▶ [WHAT THE TASK ASKS]
Every line below that includes the word "MetadataCommunitySignal" needs to be copied.

▶ [SOURCE MATERIAL]
►
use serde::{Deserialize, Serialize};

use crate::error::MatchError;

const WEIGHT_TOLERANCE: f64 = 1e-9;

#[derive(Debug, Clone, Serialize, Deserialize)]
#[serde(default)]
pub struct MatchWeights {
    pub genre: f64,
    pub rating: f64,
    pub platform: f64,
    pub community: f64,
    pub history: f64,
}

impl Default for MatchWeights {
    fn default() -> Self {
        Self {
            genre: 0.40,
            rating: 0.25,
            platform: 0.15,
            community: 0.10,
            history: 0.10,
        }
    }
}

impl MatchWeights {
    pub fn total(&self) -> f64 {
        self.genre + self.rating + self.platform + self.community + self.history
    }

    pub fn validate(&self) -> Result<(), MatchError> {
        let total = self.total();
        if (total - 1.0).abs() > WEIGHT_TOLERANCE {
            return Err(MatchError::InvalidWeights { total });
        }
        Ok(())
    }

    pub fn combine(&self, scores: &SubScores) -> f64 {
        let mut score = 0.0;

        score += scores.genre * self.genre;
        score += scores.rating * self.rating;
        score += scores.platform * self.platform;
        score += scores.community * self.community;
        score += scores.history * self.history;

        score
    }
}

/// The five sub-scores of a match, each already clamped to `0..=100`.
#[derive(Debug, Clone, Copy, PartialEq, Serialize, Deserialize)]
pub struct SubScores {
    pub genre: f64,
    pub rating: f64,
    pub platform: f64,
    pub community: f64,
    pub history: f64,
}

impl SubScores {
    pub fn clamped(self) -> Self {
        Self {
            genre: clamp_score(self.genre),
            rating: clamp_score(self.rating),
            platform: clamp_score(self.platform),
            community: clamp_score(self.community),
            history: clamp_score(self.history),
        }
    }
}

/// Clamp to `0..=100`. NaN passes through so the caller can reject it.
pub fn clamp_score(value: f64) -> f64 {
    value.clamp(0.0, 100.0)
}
◄
►
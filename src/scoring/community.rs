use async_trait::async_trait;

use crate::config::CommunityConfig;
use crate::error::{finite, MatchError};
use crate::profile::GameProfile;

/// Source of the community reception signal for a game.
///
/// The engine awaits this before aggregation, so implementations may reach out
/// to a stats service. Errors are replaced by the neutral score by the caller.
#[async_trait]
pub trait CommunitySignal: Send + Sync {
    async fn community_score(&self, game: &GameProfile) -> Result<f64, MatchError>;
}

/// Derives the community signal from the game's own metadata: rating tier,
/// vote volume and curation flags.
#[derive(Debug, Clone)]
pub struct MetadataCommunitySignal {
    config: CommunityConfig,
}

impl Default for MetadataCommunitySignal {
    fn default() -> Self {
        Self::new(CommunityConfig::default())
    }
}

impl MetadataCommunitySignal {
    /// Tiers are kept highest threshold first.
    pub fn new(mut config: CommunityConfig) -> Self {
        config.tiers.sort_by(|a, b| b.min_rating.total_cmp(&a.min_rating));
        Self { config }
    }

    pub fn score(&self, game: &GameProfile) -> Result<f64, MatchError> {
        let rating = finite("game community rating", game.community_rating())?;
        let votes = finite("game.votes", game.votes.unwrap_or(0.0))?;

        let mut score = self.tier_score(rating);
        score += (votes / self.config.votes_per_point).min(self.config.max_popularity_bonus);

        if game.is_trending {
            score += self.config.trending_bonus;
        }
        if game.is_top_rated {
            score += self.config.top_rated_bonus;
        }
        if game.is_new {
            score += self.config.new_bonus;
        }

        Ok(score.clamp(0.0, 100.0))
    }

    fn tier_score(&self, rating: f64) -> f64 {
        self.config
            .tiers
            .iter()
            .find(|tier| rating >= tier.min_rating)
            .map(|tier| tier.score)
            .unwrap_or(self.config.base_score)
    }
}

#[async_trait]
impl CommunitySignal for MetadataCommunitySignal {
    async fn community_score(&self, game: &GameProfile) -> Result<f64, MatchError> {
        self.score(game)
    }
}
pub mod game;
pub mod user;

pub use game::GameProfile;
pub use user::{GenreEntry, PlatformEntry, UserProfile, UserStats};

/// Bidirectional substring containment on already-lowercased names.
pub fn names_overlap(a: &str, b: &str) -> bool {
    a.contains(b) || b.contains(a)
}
◄
▶ [SOLUTION TO THIS PROBLEM]
pub struct MetadataCommunitySignal {
impl Default for MetadataCommunitySignal {
impl MetadataCommunitySignal {
impl CommunitySignal for MetadataCommunitySignal {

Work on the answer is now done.